With four weeks to go before voters go to the polls, their mailboxes are beginning to fill up.
But the contents are not just overdue bills, coupons and catalogs. In voters’ mailboxes sit laminated, colored looseleaf paper-sized documents, each telling potential voters why they should or should not vote for a candidate next month.
The art-infused pamphlets scatter through a politically volatile community like dust bunnies in the air, landing in the mailboxes and doorsteps of every voter whom a campaign identifies as a must-win.
Nobody’s mailboxes have been fuller recently than those of residents in the 15th state Senate District. Coming off a rough GOP primary in which the district’s Republican voters were hit with mailer after mailer, the general election between incumbent Sen. Joe Addabbo Jr. (D-Howard Beach) and Councilman Eric Ulrich (R-Ozone Park) is even more hard-fought, on the ground and in the mail.
But gone are the days when fliers came only from the candidate’s respective campaigns.
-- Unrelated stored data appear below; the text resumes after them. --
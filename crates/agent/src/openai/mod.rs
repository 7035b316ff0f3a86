//! `OpenAI` API client for the NL-to-SQL translation call.
//!
//! The boundary operation of the pipeline: a free-text question goes in, a
//! string claimed to be SQL comes out. No validation or schema grounding is
//! applied to the reply; callers pass it to the execution engine as-is.

pub mod client;
pub mod error;
pub mod types;

pub use client::OpenAiClient;
pub use error::OpenAiError;
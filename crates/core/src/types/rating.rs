//! Bounded review rating.

use serde::{Deserialize, Serialize};
use thiserror::Error;

/// Error constructing a [`Rating`] from an out-of-range value.
#[derive(Debug, Error, PartialEq, Eq)]
#[error("rating must be between {min} and {max}, got {value}", min = Rating::MIN, max = Rating::MAX)]
pub struct RatingError {
    /// The rejected value.
    pub value: i64,
}

/// A review rating, always in `1..=5`.
///
/// The storage layer enforces the same bound with a CHECK constraint; this
/// type keeps in-process values honest before they reach the database.
#[derive(Debug, Clone, Copy, PartialEq, Eq, PartialOrd, Ord, Hash, Serialize, Deserialize)]
#[serde(try_from = "i64", into = "i64")]
pub struct Rating(i64);

impl Rating {
    /// Lowest allowed rating.
    pub const MIN: i64 = 1;
    /// Highest allowed rating.
    pub const MAX: i64 = 5;

    /// Create a rating, rejecting values outside `1..=5`.
    ///
    /// # Errors
    ///
    /// Returns [`RatingError`] if `value` is out of range.
    pub const fn new(value: i64) -> Result<Self, RatingError> {
        if value >= Self::MIN && value <= Self::MAX {
            Ok(Self(value))
        } else {
            Err(RatingError { value })
        }
    }

    /// Clamp an arbitrary value into the valid range.
    #[must_use]
    pub const fn clamped(value: i64) -> Self {
        if value < Self::MIN {
            Self(Self::MIN)
        } else if value > Self::MAX {
            Self(Self::MAX)
        } else {
            Self(value)
        }
    }

    /// Get the underlying value.
    #[must_use]
    pub const fn as_i64(&self) -> i64 {
        self.0
    }
}

impl TryFrom<i64> for Rating {
    type Error = RatingError;

    fn try_from(value: i64) -> Result<Self, Self::Error> {
        Self::new(value)
    }
}

impl From<Rating> for i64 {
    fn from(rating: Rating) -> Self {
        rating.0
    }
}

impl std::fmt::Display for Rating {
    fn fmt(&self, f: &mut std::fmt::Formatter<'_>) -> std::fmt::Result {
        write!(f, "{}", self.0)
    }
}
//! Insert-or-ignore seeding for the store and demo databases.
//!
//! Each run generates one batch of sample rows and inserts them inside a
//! single transaction, committed at the end. Rows that collide with a
//! uniqueness constraint are dropped by `INSERT OR IGNORE` and counted as
//! skipped in the returned [`SeedReport`]; they never fail the batch.

use rand::Rng;
use sqlx::SqlitePool;
use thiserror::Error;
use tracing::instrument;

use crate::generate::SampleSet;
use crate::schema;

/// Errors raised while seeding.
#[derive(Debug, Error)]
pub enum SeedError {
    /// Database operation failed. Uniqueness conflicts do not surface here.
    #[error("database error: {0}")]
    Database(#[from] sqlx::Error),
}

/// Inserted/skipped tally for one table.
#[derive(Debug, Clone, PartialEq, Eq)]
pub struct TableReport {
    /// Table name.
    pub table: &'static str,
    /// Rows actually written.
    pub inserted: u64,
    /// Rows silently dropped by a uniqueness conflict.
    pub skipped: u64,
}

/// Summary of one seeding run.
#[derive(Debug, Clone, Default)]
pub struct SeedReport {
    /// Per-table tallies, in seeding order.
    pub tables: Vec<TableReport>,
}

impl SeedReport {
    fn record(&mut self, table: &'static str, attempted: u64, inserted: u64) {
        self.tables.push(TableReport {
            table,
            inserted,
            skipped: attempted - inserted,
        });
    }

    /// Total rows written across all tables.
    #[must_use]
    pub fn total_inserted(&self) -> u64 {
        self.tables.iter().map(|t| t.inserted).sum()
    }

    /// Total rows dropped by uniqueness conflicts.
    #[must_use]
    pub fn total_skipped(&self) -> u64 {
        self.tables.iter().map(|t| t.skipped).sum()
    }
}

/// Initialize the store schema and seed it with `rows` rows per table.
///
/// Safe to run against an already-seeded file: conflicting rows are skipped,
/// everything else is inserted again under new surrogate keys.
///
/// # Errors
///
/// Returns [`SeedError::Database`] if schema creation, an insert, or the
/// final commit fails.
#[instrument(skip(pool, rng))]
pub async fn seed_store(
    pool: &SqlitePool,
    rng: &mut (impl Rng + Send),
    rows: u32,
) -> Result<SeedReport, SeedError> {
    schema::init_store(pool).await?;

    let sample = SampleSet::generate(rng, rows);
    let mut report = SeedReport::default();
    let mut tx = pool.begin().await?;

    let mut inserted = 0;
    for customer in &sample.customers {
        inserted += sqlx::query("INSERT OR IGNORE INTO Customers (Name, Email, City) VALUES (?, ?, ?)")
            .bind(&customer.name)
            .bind(&customer.email)
            .bind(&customer.city)
            .execute(&mut *tx)
            .await?
            .rows_affected();
    }
    report.record("Customers", sample.customers.len() as u64, inserted);

    let mut inserted = 0;
    for category in &sample.categories {
        inserted += sqlx::query("INSERT OR IGNORE INTO Categories (CategoryName) VALUES (?)")
            .bind(category)
            .execute(&mut *tx)
            .await?
            .rows_affected();
    }
    report.record("Categories", sample.categories.len() as u64, inserted);

    let mut inserted = 0;
    for product in &sample.products {
        inserted +=
            sqlx::query("INSERT OR IGNORE INTO Products (Name, Price, CategoryID) VALUES (?, ?, ?)")
                .bind(&product.name)
                .bind(product.price)
                .bind(product.category_id.get())
                .execute(&mut *tx)
                .await?
                .rows_affected();
    }
    report.record("Products", sample.products.len() as u64, inserted);

    let mut inserted = 0;
    for order in &sample.orders {
        inserted += sqlx::query(
            "INSERT OR IGNORE INTO Orders (CustomerID, OrderDate, TotalAmount) VALUES (?, ?, ?)",
        )
        .bind(order.customer_id.get())
        .bind(order.date.format("%Y-%m-%d").to_string())
        .bind(order.total)
        .execute(&mut *tx)
        .await?
        .rows_affected();
    }
    report.record("Orders", sample.orders.len() as u64, inserted);

    let mut inserted = 0;
    for detail in &sample.order_details {
        inserted += sqlx::query(
            "INSERT OR IGNORE INTO OrderDetails (OrderID, ProductID, Quantity) VALUES (?, ?, ?)",
        )
        .bind(detail.order_id.get())
        .bind(detail.product_id.get())
        .bind(detail.quantity)
        .execute(&mut *tx)
        .await?
        .rows_affected();
    }
    report.record("OrderDetails", sample.order_details.len() as u64, inserted);

    let mut inserted = 0;
    for payment in &sample.payments {
        inserted += sqlx::query(
            "INSERT OR IGNORE INTO Payments (OrderID, PaymentDate, Amount, PaymentMethod) \
             VALUES (?, ?, ?, ?)",
        )
        .bind(payment.order_id.get())
        .bind(payment.date.format("%Y-%m-%d").to_string())
        .bind(payment.amount)
        .bind(payment.method.as_str())
        .execute(&mut *tx)
        .await?
        .rows_affected();
    }
    report.record("Payments", sample.payments.len() as u64, inserted);

    let mut inserted = 0;
    for shipper in &sample.shippers {
        inserted += sqlx::query("INSERT OR IGNORE INTO Shippers (Name, Phone) VALUES (?, ?)")
            .bind(&shipper.name)
            .bind(&shipper.phone)
            .execute(&mut *tx)
            .await?
            .rows_affected();
    }
    report.record("Shippers", sample.shippers.len() as u64, inserted);

    let mut inserted = 0;
    for review in &sample.reviews {
        inserted += sqlx::query(
            "INSERT OR IGNORE INTO Reviews (CustomerID, ProductID, Rating, Comment) \
             VALUES (?, ?, ?, ?)",
        )
        .bind(review.customer_id.get())
        .bind(review.product_id.get())
        .bind(review.rating.as_i64())
        .bind(&review.comment)
        .execute(&mut *tx)
        .await?
        .rows_affected();
    }
    report.record("Reviews", sample.reviews.len() as u64, inserted);

    tx.commit().await?;

    tracing::info!(
        inserted = report.total_inserted(),
        skipped = report.total_skipped(),
        "store seeding complete"
    );
    Ok(report)
}

const DEMO_CUSTOMERS: [(&str, &str, &str); 3] = [
    ("Alice", "alice@example.com", "1234567890"),
    ("Bob", "bob@example.com", "9876543210"),
    ("Charlie", "charlie@example.com", "5555555555"),
];

const DEMO_PRODUCTS: [(&str, f64, i64); 3] = [
    ("Laptop", 1200.50, 10),
    ("Smartphone", 799.99, 20),
    ("Headphones", 150.00, 50),
];

const DEMO_ORDERS: [(i64, i64, i64); 3] = [(1, 1, 1), (2, 2, 2), (3, 3, 3)];

/// Initialize the demo schema and insert its fixed three-row data set.
///
/// The demo tables carry no uniqueness constraints, so repeated runs append
/// duplicate logical rows under new primary keys.
///
/// # Errors
///
/// Returns [`SeedError::Database`] if schema creation, an insert, or the
/// final commit fails.
#[instrument(skip(pool))]
pub async fn seed_demo(pool: &SqlitePool) -> Result<SeedReport, SeedError> {
    schema::init_demo(pool).await?;

    let mut report = SeedReport::default();
    let mut tx = pool.begin().await?;

    let mut inserted = 0;
    for (name, email, phone) in DEMO_CUSTOMERS {
        inserted +=
            sqlx::query("INSERT OR IGNORE INTO customers (name, email, phone) VALUES (?, ?, ?)")
                .bind(name)
                .bind(email)
                .bind(phone)
                .execute(&mut *tx)
                .await?
                .rows_affected();
    }
    report.record("customers", DEMO_CUSTOMERS.len() as u64, inserted);

    let mut inserted = 0;
    for (name, price, stock) in DEMO_PRODUCTS {
        inserted += sqlx::query(
            "INSERT OR IGNORE INTO products (product_name, price, stock_quantity) VALUES (?, ?, ?)",
        )
        .bind(name)
        .bind(price)
        .bind(stock)
        .execute(&mut *tx)
        .await?
        .rows_affected();
    }
    report.record("products", DEMO_PRODUCTS.len() as u64, inserted);

    let mut inserted = 0;
    for (customer_id, product_id, quantity) in DEMO_ORDERS {
        inserted += sqlx::query(
            "INSERT OR IGNORE INTO orders (customer_id, product_id, quantity) VALUES (?, ?, ?)",
        )
        .bind(customer_id)
        .bind(product_id)
        .bind(quantity)
        .execute(&mut *tx)
        .await?
        .rows_affected();
    }
    report.record("orders", DEMO_ORDERS.len() as u64, inserted);

    tx.commit().await?;

    tracing::info!(inserted = report.total_inserted(), "demo seeding complete");
    Ok(report)
}

#[cfg(test)]
mod tests {
    use super::*;
    use crate::db::{create_pool, table_counts};
    use rand::SeedableRng;
    use rand::rngs::StdRng;

    #[tokio::test]
    async fn test_seed_store_fresh_run_hits_targets() {
        let pool = create_pool(":memory:").await.expect("pool");
        let mut rng = StdRng::seed_from_u64(42);

        let report = seed_store(&pool, &mut rng, 70).await.expect("seed");

        for table in &report.tables {
            let target = if table.table == "Categories" { 10 } else { 70 };
            assert_eq!(table.inserted, target, "table {}", table.table);
            assert_eq!(table.skipped, 0, "table {}", table.table);
        }

        let counts = table_counts(&pool).await.expect("counts");
        let customers = counts
            .iter()
            .find(|c| c.table == "Customers")
            .expect("Customers counted");
        assert_eq!(customers.rows, 70);
    }

    #[tokio::test]
    async fn test_seed_store_rerun_absorbs_conflicts() {
        let pool = create_pool(":memory:").await.expect("pool");
        let mut rng = StdRng::seed_from_u64(42);

        seed_store(&pool, &mut rng, 70).await.expect("first run");
        let report = seed_store(&pool, &mut rng, 70).await.expect("second run");

        // Every customer email and shipper phone collides on the second run.
        let customers = &report.tables[0];
        assert_eq!(customers.table, "Customers");
        assert_eq!(customers.inserted, 0);
        assert_eq!(customers.skipped, 70);

        let shippers = report
            .tables
            .iter()
            .find(|t| t.table == "Shippers")
            .expect("Shippers reported");
        assert_eq!(shippers.inserted, 0);
        assert_eq!(shippers.skipped, 70);

        // Tables without unique columns duplicate their rows instead.
        let orders = report
            .tables
            .iter()
            .find(|t| t.table == "Orders")
            .expect("Orders reported");
        assert_eq!(orders.inserted, 70);
        assert_eq!(orders.skipped, 0);
    }

    #[tokio::test]
    async fn test_seeded_ratings_and_totals_within_bounds() {
        let pool = create_pool(":memory:").await.expect("pool");
        let mut rng = StdRng::seed_from_u64(1);
        seed_store(&pool, &mut rng, 70).await.expect("seed");

        let ratings: Vec<(i64,)> = sqlx::query_as("SELECT Rating FROM Reviews")
            .fetch_all(&pool)
            .await
            .expect("ratings");
        assert_eq!(ratings.len(), 70);
        assert!(ratings.iter().all(|(r,)| (1..=5).contains(r)));

        let totals: Vec<(f64,)> = sqlx::query_as("SELECT TotalAmount FROM Orders")
            .fetch_all(&pool)
            .await
            .expect("totals");
        assert!(totals.iter().all(|(t,)| (100.0..=5000.0).contains(t)));
    }

    #[tokio::test]
    async fn test_seed_demo_inserts_fixed_rows() {
        let pool = create_pool(":memory:").await.expect("pool");
        let report = seed_demo(&pool).await.expect("seed");
        assert_eq!(report.total_inserted(), 9);

        let row: (String, f64) =
            sqlx::query_as("SELECT product_name, price FROM products WHERE product_id = 1")
                .fetch_one(&pool)
                .await
                .expect("laptop row");
        assert_eq!(row.0, "Laptop");
        assert!((row.1 - 1200.50).abs() < f64::EPSILON);
    }

    #[tokio::test]
    async fn test_seed_demo_rerun_duplicates_rows() {
        let pool = create_pool(":memory:").await.expect("pool");
        seed_demo(&pool).await.expect("first run");
        seed_demo(&pool).await.expect("second run");

        let (customers,): (i64,) = sqlx::query_as("SELECT COUNT(*) FROM customers")
            .fetch_one(&pool)
            .await
            .expect("count");
        assert_eq!(customers, 6);
    }
}
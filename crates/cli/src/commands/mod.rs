//! CLI command implementations.

pub mod seed;
pub mod stats;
The mailers that voters in the 15th District are receiving are coming from out of state groups with unknown sources of funding, or coming from somewhere completely unknown.
A number of mailers that have gone out attacking Addabbo announce that they are paid for by a group called Common Sense Principals, based in Virginia. Their website appears to be focused solely on New York state Senate races, with attacks on Addabbo and Democratic candidates running for seats in Westchester County and Rochester on the front page. The group is also mailing against the Democratic candidates in both of those districts as well. The group claims to be inspired by the pamphlet “Common Sense” written by 18th-century author Thomas Paine and often cited as a primary inspiration for the American Revolution.
Ulrich said his campaign does not know who Common Sense is or anything about it, but this type of situation is typical of campaigns today.
“It’s the nature of the beast,” he said.
Legally, the campaign is not allowed to coordinate with independent expenditures, noted Ulrich’s spokeswoman Jessica Proud.
Common Sense does not disclose its funders and failed to register with the Board of Elections.
Its mailers attack Addabbo for joining his party in a walkout earlier this year in which the party protested the Senate’s redistricting bill. While Senate Democrats were out of the body, Republicans passed a number of measures, including a DNA database bill supported by Gov. Cuomo. The mailer does not mention the redistricting protest, but alludes to Addabbo walking out on the DNA database bill.
The other mailers focus on Addabbo’s support of Resorts World Casino New York City and accuse him of taking money from executives at the casino, although it only quotes a newspaper article about a fundraiser he held at the casino earlier this year.
Another set of mailers, this time supporting Addabbo, do not even mention who paid for them, which is illegal.
Addabbo said he does not know where the mysterious mailers are coming from and emphasized that voters need to know their origin, even ones sent in his favor.
“No matter who the candidate is, no matter where it originates from, the better practice is to see who it’s coming from, who is paying for them,” Addabbo said.
He also called the Common Sense mailers “a form of outsourcing” since they came from outside the state, and said he supported a bill that would force Common Sense to reveal its donors, and accused the Senate GOP of blocking the measure.
Mysterious mailers, such as the one favoring Addabbo, are uncommon. A number of mailers from teachers unions in the Rochester race were sent as paid for by a different organization, called VOTE/COPE, and attacked the Republican candidate in the race on issues unrelated to education.
The UFT has denied that they are responsible for the Addabbo mailers, which focus on Addabbo’s record with seniors and his opposition to eliminating the millionaire’s tax.
The New York State Independence Party, which has endorsed Ulrich and given him its ballot line next month, has also been mailing in favor of him, attacking Addabbo on his time on the City Council from 2001 through 2008. In one mailer, the headline reads “While Joe Addabbo was a city councilman, the city cut the number of cops on the street,” alluding to budgets, including the one for fiscal year 2002 which Addabbo supported. That budget cut police officers and raised taxes during the 2001 recession. Addabbo said the mailer did not tell the entire story.
“I didn’t single-handedly raise taxes. I didn’t single-handedly cut the police force. We were trying to save the city, while facing the worst fiscal situation in history. There were cuts that had to be made,” Addabbo said. “We did what we had to do to save the city in 2002. We rolled back the taxes that were increased in 2002. We restored funding to the Police Department and added cops. Nobody tells that story except me.”
He also noted crime went down during the period after the budget cuts.
Addabbo said the mailers often drive campaigns into the gutter because they can be so negative. In the Senate GOP primary, mailers attacked Ulrich for associating with LGBT staffers and colleagues, while another featured a photo of him dressed as a Soviet general. Community Board 9 member and Woodhaven resident Alexander Blenkinsopp said on Twitter that he believes the mailers were turning the race unnecessarily negative. He got an immediate response from Ulrich.
“Agreed,” he replied to Blenkinsopp’s tweet.